▸ WHAT TO DO
Retrieve every line from the records in which the word "ConfigAction" occurs.

--- START ---

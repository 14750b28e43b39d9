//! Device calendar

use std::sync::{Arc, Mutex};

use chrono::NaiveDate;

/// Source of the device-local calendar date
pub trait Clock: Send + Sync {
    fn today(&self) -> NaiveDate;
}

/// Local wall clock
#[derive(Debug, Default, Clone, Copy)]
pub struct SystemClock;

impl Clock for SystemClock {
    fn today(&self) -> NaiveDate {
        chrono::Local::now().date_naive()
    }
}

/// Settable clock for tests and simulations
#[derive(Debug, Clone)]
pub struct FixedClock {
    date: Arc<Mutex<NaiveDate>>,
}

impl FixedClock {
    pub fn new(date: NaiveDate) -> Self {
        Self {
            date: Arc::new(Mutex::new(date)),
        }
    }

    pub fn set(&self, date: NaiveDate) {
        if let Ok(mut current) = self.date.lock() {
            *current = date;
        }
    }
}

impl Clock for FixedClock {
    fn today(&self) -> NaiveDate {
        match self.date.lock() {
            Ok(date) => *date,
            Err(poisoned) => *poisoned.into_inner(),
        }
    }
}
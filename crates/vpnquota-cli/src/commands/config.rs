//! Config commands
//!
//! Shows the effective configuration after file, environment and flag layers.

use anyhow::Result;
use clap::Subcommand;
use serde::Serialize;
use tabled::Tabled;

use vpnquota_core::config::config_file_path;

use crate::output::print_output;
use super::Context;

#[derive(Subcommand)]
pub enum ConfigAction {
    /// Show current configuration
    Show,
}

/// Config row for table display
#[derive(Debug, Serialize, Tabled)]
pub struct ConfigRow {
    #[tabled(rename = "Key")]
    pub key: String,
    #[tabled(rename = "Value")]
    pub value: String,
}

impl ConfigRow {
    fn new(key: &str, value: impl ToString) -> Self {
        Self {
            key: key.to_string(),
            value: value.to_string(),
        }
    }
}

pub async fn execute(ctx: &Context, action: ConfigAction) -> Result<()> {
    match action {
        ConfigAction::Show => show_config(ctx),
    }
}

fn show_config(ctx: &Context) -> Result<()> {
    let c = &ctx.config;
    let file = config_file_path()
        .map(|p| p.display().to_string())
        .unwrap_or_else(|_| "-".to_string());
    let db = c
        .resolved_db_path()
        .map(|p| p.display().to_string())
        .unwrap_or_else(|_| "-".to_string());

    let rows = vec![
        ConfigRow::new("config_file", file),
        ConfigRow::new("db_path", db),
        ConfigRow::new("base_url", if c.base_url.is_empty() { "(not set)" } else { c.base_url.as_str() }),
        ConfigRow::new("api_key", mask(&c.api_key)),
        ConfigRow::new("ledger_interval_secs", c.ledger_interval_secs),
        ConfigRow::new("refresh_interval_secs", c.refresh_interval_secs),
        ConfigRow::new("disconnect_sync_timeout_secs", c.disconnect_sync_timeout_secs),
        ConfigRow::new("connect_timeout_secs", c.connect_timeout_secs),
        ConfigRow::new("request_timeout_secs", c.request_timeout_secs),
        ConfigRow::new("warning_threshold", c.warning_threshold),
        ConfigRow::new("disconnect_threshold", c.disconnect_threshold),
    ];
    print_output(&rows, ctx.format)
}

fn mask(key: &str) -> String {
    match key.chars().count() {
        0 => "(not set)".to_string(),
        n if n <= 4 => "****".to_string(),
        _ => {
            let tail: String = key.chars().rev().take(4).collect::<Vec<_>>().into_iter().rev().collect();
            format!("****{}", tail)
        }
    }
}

--- END ---

▸ RESPONSE TO THE EXERCISE
pub enum ConfigAction {
pub async fn execute(ctx: &Context, action: ConfigAction) -> Result<()> {
        ConfigAction::Show => show_config(ctx),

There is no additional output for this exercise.